The committee’s terms of reference are comprehensive. They include (1) to frame a clear and detailed vision for financial inclusion and financial deepening, (2) to lay down a set of design principles that will guide the development of national frameworks and regulation for achieving financial inclusion and development, (3) to review existing strategies and develop new ones that address specific barriers to progress and that which encourage participants to work swiftly for inclusion and financial deepening consistent with design principles, and (4) to develop a comprehensive network for monitoring financial inclusion and deepening efforts on a nationwide basis.Key recommendations
The committee has suggested providing a universal bank account to all Indians above the age of 18 years. This target is to be achieved by January 1, 2016, less than two years from now.
To enable this, a vertically differentiated banking system with payments banks for deposits and payments and wholesale banks for credit outreach. These banks need to have Rs.50 crore by way of capital, which is a tenth of what is applicable for new banks that are to be licensed.
The Aadhaar will be the prime driver towards rapid expansion in the number of bank accounts.

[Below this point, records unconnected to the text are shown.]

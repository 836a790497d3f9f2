use hedon_core::Grid;
use hedon_models::{Params, Utility, ValueCurve};
use hedon_observers::{Figure, GifRecorder};
use hedon_solvers::sweep;
use tracing::info;

use crate::Error;

/// One complete animation: what to compute, what to sweep, and how to draw it.
#[derive(Debug, Clone)]
pub struct Animation<V> {
    pub(crate) name: &'static str,
    pub(crate) output: &'static str,
    pub(crate) params: Params,
    pub(crate) value: V,
    pub(crate) grid: Grid,
    pub(crate) sweep: Grid,
    pub(crate) figure: Figure,
    pub(crate) title: fn(f64) -> String,
}

impl<V> Animation<V>
where
    V: ValueCurve + Clone,
{
    /// File the animation is written to, relative to the working directory.
    #[must_use]
    pub fn output(&self) -> &'static str {
        self.output
    }

    /// The time grid shared by every frame.
    #[must_use]
    pub fn grid(&self) -> &Grid {
        &self.grid
    }

    /// The swept parameter values, one per frame.
    #[must_use]
    pub fn sweep(&self) -> &Grid {
        &self.sweep
    }

    #[must_use]
    pub fn figure(&self) -> &Figure {
        &self.figure
    }

    /// Chart title for a given parameter value.
    #[must_use]
    pub fn title(&self, param: f64) -> String {
        (self.title)(param)
    }

    /// The utility model evaluated for every frame.
    #[must_use]
    pub fn utility(&self) -> Utility<V> {
        Utility::with_params(self.value.clone(), &self.params)
    }

    /// Renders every frame and writes the animation to [`output`][Self::output].
    ///
    /// # Errors
    ///
    /// Returns an error if the file cannot be created, a utility value is not
    /// finite, or a frame fails to render.
    pub fn run(&self) -> Result<(), Error> {
        info!(animation = self.name, output = self.output, "rendering animation");

        let utility = self.utility();
        let mut recorder = GifRecorder::create(self.output, self.figure.clone(), self.title)?;
        let solution = sweep::solve(&utility, &self.grid, &self.sweep, &mut recorder)?;
        let frames = recorder.finish()?;

        info!(
            animation = self.name,
            frames,
            status = ?solution.status,
            "animation saved"
        );

        Ok(())
    }
}
//! Core traits and types for the Hedon animations.
//!
//! This crate defines the shared abstractions that the sweep solver, the
//! observers, and the utility models build on:
//!
//! - [`Model`] — a callable that maps a typed input to a typed output
//! - [`Sample`] — a `(t, param)` point at which a swept model is evaluated
//! - [`Observer`] — receives solver events and optionally returns control actions
//! - [`Grid`] — a fixed, evenly spaced sequence used for time and sweeps

mod grid;
mod model;
mod observer;

pub use grid::{Grid, GridError};
pub use observer::Observer;
pub use model::{Model, Sample};
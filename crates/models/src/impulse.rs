use std::f64::consts::PI;

/// Narrow-Gaussian stand-in for a Dirac impulse centered at `t = 0`.
///
/// `δ_w(t) = exp(-(t/w)²) / (w·√π)`. The normalization gives unit area over
/// the whole real line; on `t ≥ 0` only half of that mass is visible.
#[derive(Debug, Clone, Copy, PartialEq)]
pub struct Impulse {
    width: f64,
}

impl Impulse {
    #[must_use]
    pub fn new(width: f64) -> Self {
        Self { width }
    }

    /// Returns the impulse density at `t`.
    #[must_use]
    pub fn density(&self, t: f64) -> f64 {
        let z = t / self.width;
        (-(z * z)).exp() / (self.width * PI.sqrt())
    }
}
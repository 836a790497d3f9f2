/// Hyperbolic discount: `W(t) = 1 / (1 + k·t)`.
#[derive(Debug, Clone, Copy, PartialEq)]
pub struct Discount {
    k: f64,
}

impl Discount {
    #[must_use]
    pub fn new(k: f64) -> Self {
        Self { k }
    }

    /// Returns the discount weight at time `t`.
    #[must_use]
    pub fn weight(&self, t: f64) -> f64 {
        1.0 / (1.0 + self.k * t)
    }
}

#[cfg(test)]
mod tests {
    use super::*;

    use approx::assert_relative_eq;

    #[test]
    fn weight_is_one_at_zero() {
        for k in [0.1, 1.0, 5.0] {
            assert_eq!(Discount::new(k).weight(0.0), 1.0);
        }
    }

    #[test]
    fn weight_strictly_decreases() {
        for k in [0.1, 1.0, 5.0] {
            let discount = Discount::new(k);
            let mut prev = discount.weight(0.0);
            for i in 1..=200 {
                let t = f64::from(i) * 0.1;
                let w = discount.weight(t);
                assert!(w < prev, "W({t}) = {w} not below {prev} for k = {k}");
                prev = w;
            }
        }
    }

    #[test]
    fn known_value() {
        assert_relative_eq!(Discount::new(1.0).weight(3.0), 0.25);
    }
}
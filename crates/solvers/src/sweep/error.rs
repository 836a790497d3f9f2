use std::error::Error as StdError;

/// Errors that can occur during a sweep.
#[derive(Debug, thiserror::Error)]
pub enum Error {
    #[error("model error at frame {index}: {source}")]
    Model {
        index: usize,
        #[source]
        source: Box<dyn StdError + Send + Sync>,
    },
}

impl Error {
    pub(crate) fn model<E: StdError + Send + Sync + 'static>(index: usize, err: E) -> Self {
        Self::Model {
            index,
            source: Box::new(err),
        }
    }
}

For credible monitoring, the committee has laid down certain norms even at the district level such as deposits and advances as a percentage of gross domestic product (GDP).
The committee proposes an adjusted 50 per cent priority sector lending target with adjustments for sectors and regions based on difficulty in lending.
It advocates fewer NBFCs and substantial regulatory convergence for them with banks on non-performing assets and the extension of securitisation laws to certain NBFCs.
A state-level regulatory commission will consolidate supervision of all non-governmental organisations and money service businesses.Justified ambition but not realistic
The committee does not lack ambition. Its proposal for universalisation of bank accounts — every adult citizen to have a bank account by January 1, 2016 with the Aadhaar as the prime driver, is certainly an outstanding example.
The committee has, in fact, laid down a distance rule — no one need walk for more than 15 minutes to reach a point of contact.
Not only the accelerated timeframe but the apparent glossing over the huge costs in creating infrastructure and staff expenses is a point of contention.
The idea of setting up differentiated banks is not new but setting up a few of them at the present juncture might pose practical problems. Even the reduced capital requirements might be a barrier.
Their commercial viability might not be clear at the outset. There is also a question of recruiting trained and retaining trained manpower, especially in areas which are not covered by any financial institution.
Previous attempts at creating differentiated banks such as the regional rural banks and local area banks failed because their operating costs rose to the levels prevailing in commercial banks. Technology might, of course, reduce costs but it is not certain that its benefits can be assimilated so soon, as indicated.
Piggy backing on the Aadhaar to open bank accounts seems a good idea. However, the Aadhaar has to overcome glitches and win legislative approval.
These points of criticism, however, do not detract from the overall merits of the report, whose primary purpose seems to be to make everyone think afresh. Debates and contrary views will enhance the quality of the final report.